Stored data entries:
============

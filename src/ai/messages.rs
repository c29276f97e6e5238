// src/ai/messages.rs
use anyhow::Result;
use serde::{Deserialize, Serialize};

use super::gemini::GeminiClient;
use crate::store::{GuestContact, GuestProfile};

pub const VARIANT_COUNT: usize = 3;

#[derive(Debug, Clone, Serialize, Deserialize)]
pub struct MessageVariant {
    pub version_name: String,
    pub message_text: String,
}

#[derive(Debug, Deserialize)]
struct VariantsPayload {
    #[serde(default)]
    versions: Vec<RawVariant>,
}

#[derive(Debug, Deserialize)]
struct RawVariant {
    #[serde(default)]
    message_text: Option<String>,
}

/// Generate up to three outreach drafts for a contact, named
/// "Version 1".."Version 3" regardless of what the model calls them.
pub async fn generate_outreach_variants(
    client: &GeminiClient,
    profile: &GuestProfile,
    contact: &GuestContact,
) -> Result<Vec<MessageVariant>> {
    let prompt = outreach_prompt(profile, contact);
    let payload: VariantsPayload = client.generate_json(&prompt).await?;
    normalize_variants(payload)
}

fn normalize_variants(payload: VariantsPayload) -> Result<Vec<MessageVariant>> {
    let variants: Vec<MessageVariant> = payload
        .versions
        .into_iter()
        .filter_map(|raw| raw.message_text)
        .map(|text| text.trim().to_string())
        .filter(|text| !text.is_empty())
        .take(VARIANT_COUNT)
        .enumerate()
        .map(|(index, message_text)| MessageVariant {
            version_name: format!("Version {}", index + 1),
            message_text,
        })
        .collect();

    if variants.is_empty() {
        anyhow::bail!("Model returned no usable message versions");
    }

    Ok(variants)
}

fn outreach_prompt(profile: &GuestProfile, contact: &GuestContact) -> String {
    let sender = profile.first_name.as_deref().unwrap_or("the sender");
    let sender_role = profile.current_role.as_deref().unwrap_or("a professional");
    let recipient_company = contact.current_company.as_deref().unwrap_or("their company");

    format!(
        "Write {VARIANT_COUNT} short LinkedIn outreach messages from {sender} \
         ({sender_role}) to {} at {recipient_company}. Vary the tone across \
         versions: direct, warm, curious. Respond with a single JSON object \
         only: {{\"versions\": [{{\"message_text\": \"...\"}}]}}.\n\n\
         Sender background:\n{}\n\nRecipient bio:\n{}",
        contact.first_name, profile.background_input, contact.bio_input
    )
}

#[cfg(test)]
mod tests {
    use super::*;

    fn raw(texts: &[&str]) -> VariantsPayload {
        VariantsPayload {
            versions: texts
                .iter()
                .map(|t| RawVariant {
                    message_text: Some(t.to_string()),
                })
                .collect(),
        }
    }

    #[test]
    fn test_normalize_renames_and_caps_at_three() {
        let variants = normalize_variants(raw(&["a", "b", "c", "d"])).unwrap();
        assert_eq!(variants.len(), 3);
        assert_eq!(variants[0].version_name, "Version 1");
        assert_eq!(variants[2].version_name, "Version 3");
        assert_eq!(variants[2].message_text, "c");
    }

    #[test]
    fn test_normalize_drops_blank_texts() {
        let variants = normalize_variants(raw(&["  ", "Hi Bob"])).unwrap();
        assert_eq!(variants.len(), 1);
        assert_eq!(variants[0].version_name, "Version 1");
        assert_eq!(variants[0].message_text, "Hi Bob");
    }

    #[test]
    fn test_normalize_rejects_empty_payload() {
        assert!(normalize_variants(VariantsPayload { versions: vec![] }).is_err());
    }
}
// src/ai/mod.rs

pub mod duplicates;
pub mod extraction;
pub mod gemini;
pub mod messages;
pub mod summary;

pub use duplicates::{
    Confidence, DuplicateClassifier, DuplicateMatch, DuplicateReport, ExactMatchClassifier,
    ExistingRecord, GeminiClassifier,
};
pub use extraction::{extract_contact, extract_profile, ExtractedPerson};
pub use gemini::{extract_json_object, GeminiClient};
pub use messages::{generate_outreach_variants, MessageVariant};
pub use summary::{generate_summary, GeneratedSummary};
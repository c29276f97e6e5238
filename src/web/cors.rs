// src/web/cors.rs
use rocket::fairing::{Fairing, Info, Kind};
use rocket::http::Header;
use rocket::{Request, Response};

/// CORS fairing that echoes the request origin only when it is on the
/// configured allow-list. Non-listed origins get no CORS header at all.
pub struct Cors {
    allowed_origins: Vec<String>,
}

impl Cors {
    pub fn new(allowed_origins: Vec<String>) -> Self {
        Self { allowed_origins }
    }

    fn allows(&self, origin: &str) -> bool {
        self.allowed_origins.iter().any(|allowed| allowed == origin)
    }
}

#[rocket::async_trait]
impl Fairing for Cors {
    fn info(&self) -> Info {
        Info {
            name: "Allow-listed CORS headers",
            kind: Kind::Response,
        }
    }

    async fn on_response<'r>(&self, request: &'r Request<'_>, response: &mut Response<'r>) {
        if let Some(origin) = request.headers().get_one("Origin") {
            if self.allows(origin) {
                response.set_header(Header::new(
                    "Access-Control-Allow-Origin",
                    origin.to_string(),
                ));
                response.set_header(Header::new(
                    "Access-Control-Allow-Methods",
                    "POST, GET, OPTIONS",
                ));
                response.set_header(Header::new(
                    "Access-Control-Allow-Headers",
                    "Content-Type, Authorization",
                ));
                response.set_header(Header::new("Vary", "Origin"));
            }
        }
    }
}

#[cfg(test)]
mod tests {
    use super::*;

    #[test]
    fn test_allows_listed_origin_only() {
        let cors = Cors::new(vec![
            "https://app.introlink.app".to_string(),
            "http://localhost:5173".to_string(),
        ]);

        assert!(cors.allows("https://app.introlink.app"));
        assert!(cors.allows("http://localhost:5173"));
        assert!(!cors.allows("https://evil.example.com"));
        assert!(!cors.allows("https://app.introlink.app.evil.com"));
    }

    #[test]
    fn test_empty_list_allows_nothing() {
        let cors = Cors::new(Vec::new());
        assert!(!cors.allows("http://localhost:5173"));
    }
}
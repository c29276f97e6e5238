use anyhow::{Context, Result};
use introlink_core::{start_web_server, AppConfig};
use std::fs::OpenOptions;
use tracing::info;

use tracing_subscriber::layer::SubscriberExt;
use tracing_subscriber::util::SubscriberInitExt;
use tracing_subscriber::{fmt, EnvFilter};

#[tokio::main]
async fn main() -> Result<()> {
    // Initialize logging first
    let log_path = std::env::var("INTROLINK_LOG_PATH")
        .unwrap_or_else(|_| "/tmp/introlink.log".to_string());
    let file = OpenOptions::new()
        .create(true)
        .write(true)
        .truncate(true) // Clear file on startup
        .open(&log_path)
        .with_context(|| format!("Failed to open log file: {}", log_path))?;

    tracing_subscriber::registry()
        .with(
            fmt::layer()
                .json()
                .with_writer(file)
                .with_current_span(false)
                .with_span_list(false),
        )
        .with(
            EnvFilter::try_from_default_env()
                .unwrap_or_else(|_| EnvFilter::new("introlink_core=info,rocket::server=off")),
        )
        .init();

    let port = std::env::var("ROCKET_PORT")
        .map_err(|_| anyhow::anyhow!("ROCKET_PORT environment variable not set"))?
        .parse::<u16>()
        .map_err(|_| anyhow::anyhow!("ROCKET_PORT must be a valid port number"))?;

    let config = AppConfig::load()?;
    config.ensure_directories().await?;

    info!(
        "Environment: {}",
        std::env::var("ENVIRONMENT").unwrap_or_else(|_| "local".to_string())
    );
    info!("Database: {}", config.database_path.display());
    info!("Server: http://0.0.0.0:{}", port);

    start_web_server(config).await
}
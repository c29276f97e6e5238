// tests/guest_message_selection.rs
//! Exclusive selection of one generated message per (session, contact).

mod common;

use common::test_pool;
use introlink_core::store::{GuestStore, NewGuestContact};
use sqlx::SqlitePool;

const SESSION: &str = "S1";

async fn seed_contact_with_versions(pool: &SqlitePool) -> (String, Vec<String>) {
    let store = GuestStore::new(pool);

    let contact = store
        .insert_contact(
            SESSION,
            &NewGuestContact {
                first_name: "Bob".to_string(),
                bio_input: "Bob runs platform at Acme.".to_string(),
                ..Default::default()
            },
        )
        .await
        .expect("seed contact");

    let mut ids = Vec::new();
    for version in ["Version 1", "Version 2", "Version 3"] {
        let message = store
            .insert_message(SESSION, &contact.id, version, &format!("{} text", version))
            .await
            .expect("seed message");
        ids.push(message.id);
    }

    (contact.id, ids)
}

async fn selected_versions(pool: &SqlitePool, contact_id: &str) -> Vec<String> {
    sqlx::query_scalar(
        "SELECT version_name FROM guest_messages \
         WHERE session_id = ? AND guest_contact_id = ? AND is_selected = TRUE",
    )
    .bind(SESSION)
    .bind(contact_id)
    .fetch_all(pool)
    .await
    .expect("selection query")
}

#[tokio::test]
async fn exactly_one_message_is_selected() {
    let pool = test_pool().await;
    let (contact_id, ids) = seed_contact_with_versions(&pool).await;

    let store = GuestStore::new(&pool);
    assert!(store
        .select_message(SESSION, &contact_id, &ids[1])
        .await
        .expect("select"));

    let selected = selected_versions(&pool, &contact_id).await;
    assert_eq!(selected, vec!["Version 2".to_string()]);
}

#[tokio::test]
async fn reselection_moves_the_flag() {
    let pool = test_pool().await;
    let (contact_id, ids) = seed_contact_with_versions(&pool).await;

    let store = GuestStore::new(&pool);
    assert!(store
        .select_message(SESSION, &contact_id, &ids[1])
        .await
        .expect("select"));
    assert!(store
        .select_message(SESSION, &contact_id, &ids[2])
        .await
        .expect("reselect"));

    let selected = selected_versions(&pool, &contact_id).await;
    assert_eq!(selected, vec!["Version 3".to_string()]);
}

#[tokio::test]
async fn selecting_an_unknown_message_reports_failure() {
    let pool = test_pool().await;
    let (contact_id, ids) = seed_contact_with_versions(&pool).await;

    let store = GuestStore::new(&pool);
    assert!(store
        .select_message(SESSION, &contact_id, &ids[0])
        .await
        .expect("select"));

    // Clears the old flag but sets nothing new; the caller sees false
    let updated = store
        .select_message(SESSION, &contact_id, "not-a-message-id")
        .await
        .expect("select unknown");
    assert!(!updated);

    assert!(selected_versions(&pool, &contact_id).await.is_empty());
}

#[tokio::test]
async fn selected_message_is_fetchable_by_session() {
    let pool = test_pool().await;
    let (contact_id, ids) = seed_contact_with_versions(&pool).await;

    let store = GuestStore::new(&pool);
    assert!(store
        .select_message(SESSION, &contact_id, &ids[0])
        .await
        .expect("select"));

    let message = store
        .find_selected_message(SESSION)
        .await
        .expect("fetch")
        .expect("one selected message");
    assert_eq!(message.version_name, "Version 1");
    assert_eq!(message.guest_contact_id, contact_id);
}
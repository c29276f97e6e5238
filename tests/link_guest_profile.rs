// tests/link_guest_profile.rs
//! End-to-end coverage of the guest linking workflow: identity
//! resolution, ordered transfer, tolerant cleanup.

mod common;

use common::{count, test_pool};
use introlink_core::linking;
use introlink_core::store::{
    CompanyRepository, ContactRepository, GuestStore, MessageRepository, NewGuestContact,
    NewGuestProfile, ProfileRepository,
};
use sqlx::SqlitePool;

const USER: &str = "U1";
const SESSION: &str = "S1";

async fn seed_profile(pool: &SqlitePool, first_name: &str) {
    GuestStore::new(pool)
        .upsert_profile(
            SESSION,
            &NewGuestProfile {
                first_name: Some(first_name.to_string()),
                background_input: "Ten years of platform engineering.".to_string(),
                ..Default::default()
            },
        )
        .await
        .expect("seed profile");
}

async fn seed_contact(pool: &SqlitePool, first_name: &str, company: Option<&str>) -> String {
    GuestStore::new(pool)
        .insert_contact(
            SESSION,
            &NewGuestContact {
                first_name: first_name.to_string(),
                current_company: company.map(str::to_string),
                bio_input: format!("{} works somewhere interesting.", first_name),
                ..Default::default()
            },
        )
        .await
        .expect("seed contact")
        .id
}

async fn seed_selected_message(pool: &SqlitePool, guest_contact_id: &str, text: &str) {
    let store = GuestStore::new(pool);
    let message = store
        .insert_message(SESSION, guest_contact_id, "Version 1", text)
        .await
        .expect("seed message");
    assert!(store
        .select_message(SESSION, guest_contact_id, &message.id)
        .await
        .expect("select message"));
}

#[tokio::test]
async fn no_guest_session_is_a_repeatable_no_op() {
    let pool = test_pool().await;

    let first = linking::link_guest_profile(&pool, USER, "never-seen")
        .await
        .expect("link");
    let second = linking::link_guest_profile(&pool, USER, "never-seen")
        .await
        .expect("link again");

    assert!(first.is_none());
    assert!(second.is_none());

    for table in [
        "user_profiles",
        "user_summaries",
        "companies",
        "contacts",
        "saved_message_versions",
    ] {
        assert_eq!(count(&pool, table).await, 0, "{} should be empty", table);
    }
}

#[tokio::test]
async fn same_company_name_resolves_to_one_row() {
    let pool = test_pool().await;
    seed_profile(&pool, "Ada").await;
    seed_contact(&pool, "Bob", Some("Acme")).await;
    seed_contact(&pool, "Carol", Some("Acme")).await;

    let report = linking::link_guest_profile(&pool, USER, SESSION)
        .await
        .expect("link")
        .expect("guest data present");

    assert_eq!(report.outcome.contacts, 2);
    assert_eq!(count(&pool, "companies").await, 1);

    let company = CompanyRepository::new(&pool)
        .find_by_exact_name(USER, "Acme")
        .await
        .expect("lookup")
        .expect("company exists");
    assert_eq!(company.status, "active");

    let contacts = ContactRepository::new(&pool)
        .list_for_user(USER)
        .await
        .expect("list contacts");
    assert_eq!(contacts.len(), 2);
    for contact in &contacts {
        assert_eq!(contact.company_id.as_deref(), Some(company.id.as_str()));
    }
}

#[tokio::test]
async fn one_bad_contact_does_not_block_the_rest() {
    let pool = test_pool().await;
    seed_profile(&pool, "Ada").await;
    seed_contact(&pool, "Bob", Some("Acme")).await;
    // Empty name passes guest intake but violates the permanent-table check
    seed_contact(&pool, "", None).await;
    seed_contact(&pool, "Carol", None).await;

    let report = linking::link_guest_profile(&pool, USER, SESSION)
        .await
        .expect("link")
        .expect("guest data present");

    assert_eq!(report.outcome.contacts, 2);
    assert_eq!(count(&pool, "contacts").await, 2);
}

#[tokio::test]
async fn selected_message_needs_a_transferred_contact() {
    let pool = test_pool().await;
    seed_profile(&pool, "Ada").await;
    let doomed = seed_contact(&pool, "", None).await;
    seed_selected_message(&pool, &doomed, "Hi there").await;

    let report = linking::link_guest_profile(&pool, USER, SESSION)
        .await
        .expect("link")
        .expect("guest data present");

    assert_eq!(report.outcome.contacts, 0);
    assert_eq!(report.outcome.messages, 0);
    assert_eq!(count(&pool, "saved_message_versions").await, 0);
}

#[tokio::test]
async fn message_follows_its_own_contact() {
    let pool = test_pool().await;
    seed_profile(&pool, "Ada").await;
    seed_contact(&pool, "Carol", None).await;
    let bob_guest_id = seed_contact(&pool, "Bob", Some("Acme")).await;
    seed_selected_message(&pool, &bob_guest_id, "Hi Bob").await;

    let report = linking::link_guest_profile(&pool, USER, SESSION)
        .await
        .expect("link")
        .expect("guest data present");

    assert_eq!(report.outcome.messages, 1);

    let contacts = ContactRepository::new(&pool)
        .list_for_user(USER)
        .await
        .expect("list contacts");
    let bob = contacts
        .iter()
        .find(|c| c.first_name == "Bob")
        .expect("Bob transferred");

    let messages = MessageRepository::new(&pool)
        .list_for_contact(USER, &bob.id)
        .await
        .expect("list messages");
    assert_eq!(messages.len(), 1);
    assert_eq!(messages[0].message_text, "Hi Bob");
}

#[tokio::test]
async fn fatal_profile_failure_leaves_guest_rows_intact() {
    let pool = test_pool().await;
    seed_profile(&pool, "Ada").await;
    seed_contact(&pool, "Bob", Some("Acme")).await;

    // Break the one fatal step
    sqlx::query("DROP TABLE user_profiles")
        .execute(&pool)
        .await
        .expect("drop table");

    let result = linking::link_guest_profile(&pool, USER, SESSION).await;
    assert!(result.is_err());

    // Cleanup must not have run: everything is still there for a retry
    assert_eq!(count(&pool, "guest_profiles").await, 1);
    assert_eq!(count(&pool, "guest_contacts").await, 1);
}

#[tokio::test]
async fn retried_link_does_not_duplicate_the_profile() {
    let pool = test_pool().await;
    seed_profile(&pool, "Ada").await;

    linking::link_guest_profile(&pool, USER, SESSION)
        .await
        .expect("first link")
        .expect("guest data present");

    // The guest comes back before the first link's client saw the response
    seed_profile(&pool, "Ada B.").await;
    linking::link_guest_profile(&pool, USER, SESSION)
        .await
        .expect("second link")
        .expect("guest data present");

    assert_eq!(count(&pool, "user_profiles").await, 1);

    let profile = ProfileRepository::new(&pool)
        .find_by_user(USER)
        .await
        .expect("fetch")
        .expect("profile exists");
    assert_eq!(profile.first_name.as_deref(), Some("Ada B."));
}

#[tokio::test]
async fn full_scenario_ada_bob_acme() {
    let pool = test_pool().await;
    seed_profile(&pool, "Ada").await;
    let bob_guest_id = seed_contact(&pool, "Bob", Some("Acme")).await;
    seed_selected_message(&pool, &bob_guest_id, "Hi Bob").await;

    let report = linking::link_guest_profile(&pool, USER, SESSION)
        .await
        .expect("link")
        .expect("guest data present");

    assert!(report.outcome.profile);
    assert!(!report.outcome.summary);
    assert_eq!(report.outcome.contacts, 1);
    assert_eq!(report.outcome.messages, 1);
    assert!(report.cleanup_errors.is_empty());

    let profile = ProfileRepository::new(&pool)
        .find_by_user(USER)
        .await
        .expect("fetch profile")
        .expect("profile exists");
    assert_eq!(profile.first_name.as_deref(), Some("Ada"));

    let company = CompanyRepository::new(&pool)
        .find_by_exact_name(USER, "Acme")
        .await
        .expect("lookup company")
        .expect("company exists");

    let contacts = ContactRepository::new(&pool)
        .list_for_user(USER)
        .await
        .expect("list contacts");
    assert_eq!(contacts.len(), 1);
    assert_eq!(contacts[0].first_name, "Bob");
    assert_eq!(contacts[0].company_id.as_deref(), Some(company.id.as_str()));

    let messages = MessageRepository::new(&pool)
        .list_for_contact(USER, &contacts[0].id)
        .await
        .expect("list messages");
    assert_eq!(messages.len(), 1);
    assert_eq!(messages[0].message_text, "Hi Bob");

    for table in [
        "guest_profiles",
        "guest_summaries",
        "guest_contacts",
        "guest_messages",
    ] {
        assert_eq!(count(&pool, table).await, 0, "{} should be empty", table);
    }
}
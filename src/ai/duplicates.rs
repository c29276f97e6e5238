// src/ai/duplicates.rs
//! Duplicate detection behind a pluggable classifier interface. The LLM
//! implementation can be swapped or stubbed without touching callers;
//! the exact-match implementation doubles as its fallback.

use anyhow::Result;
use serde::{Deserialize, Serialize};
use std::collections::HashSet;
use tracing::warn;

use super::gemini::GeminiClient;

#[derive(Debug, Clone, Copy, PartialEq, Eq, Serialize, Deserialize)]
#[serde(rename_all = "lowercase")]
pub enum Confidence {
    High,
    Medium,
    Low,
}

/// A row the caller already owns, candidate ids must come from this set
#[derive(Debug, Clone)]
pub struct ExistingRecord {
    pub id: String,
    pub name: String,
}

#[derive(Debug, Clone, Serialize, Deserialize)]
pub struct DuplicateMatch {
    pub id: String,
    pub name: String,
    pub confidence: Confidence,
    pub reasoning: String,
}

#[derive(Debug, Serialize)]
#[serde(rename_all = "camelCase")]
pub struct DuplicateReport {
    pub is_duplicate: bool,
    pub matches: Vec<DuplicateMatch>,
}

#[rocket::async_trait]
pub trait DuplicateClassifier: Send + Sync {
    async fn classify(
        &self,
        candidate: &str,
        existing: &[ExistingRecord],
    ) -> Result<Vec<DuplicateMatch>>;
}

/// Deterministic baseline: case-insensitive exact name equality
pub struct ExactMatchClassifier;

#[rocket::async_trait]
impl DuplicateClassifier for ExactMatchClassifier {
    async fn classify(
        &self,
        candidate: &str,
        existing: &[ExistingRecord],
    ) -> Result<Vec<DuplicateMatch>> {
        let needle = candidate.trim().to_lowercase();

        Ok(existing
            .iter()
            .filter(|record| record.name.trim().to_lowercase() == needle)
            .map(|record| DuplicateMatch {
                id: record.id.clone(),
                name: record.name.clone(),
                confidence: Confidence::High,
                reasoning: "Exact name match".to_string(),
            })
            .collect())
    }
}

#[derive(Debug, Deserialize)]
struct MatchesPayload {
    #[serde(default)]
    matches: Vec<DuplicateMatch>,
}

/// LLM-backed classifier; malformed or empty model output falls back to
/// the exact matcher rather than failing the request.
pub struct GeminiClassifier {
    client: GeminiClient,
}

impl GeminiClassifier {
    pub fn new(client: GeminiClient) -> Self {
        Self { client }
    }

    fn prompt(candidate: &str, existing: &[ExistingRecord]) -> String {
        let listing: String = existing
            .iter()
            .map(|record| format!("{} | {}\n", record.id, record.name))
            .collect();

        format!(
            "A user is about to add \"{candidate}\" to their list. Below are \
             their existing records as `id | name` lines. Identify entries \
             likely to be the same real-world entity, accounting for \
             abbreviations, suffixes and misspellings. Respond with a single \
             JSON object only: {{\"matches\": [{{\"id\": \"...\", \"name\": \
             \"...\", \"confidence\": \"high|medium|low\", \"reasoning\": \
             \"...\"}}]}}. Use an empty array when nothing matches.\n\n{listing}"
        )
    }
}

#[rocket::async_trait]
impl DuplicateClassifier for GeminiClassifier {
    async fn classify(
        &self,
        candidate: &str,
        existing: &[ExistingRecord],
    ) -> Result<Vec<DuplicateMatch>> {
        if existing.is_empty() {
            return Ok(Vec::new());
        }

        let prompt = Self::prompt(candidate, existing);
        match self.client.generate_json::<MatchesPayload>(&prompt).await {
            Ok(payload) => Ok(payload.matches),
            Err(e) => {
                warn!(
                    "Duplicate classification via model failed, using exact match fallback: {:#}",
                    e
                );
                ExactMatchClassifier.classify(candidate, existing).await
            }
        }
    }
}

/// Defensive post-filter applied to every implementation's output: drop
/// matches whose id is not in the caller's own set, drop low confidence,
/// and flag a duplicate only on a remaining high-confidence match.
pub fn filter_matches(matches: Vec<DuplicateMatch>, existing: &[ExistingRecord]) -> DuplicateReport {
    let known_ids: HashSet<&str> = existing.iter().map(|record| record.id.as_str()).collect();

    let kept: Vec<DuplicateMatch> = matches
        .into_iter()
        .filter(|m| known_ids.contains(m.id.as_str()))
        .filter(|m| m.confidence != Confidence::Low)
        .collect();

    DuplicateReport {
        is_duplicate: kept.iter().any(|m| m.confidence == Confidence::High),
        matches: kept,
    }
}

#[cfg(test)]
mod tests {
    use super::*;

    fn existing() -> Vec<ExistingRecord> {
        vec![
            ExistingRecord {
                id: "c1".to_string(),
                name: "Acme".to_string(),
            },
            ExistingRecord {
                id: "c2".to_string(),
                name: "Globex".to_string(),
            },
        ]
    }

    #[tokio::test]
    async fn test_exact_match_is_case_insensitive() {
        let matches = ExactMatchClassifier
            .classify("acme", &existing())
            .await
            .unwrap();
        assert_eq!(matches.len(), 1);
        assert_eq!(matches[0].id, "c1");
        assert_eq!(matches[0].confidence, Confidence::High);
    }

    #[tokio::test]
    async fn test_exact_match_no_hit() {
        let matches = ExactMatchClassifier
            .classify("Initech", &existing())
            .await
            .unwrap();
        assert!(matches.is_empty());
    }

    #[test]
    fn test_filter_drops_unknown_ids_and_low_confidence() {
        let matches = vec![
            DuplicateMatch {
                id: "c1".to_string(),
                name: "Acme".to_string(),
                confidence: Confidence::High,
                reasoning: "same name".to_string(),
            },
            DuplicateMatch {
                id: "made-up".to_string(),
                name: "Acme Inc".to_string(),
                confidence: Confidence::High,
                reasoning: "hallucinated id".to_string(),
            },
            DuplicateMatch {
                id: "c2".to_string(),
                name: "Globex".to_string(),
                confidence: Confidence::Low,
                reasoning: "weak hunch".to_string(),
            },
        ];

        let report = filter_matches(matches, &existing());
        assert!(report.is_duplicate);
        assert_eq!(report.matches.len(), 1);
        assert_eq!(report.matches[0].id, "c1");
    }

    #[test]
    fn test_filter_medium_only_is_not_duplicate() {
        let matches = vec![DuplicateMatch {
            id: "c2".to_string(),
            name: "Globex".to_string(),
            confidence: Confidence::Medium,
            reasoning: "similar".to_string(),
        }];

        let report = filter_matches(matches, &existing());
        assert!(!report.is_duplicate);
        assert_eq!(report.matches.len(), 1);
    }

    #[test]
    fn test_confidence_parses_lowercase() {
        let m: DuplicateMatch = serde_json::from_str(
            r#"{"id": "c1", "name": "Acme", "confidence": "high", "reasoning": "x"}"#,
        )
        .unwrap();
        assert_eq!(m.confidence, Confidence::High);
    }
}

============

> **Your task**
Reproduce only the lines above, starting at the line with "#[derive(Debug, Clone)]" and ending at the line with "pub struct DuplicateReport", exactly as written.

> **Output**
#[derive(Debug, Clone)]
pub struct ExistingRecord {
    pub id: String,
    pub name: String,
}

#[derive(Debug, Clone, Serialize, Deserialize)]
pub struct DuplicateMatch {
    pub id: String,
    pub name: String,
    pub confidence: Confidence,
    pub reasoning: String,
}

#[derive(Debug, Serialize)]
#[serde(rename_all = "camelCase")]
pub struct DuplicateReport {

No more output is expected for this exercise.